Dataset entries
::::::

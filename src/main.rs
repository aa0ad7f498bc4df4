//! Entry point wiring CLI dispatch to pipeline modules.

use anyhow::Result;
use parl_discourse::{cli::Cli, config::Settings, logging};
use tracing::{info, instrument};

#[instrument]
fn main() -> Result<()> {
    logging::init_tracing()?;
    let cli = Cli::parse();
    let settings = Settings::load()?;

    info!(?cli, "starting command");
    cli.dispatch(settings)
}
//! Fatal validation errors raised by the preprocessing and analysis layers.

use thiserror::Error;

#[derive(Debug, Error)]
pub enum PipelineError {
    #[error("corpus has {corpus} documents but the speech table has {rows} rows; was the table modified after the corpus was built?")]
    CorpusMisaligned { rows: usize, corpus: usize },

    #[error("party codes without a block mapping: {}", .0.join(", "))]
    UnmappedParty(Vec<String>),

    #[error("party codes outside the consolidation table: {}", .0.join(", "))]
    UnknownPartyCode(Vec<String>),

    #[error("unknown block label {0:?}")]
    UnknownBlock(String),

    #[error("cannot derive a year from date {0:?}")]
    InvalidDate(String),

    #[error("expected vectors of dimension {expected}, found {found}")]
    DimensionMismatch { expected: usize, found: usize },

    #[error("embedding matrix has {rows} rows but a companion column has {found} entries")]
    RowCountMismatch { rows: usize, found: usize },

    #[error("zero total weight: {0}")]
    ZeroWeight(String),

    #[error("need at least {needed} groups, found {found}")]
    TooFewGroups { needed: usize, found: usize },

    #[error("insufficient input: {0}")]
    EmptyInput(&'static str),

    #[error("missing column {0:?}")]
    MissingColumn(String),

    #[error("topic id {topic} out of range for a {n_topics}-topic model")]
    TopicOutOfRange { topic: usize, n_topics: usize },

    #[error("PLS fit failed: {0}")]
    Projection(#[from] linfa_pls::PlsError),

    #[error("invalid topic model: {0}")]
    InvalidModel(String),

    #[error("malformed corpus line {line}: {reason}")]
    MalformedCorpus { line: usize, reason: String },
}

::::::

** ABOUT THIS EXERCISE **
Please determine how many lines of the records above include the word "dispatch", replying with a number alone.

** ANSWER TO THE EXERCISE **
2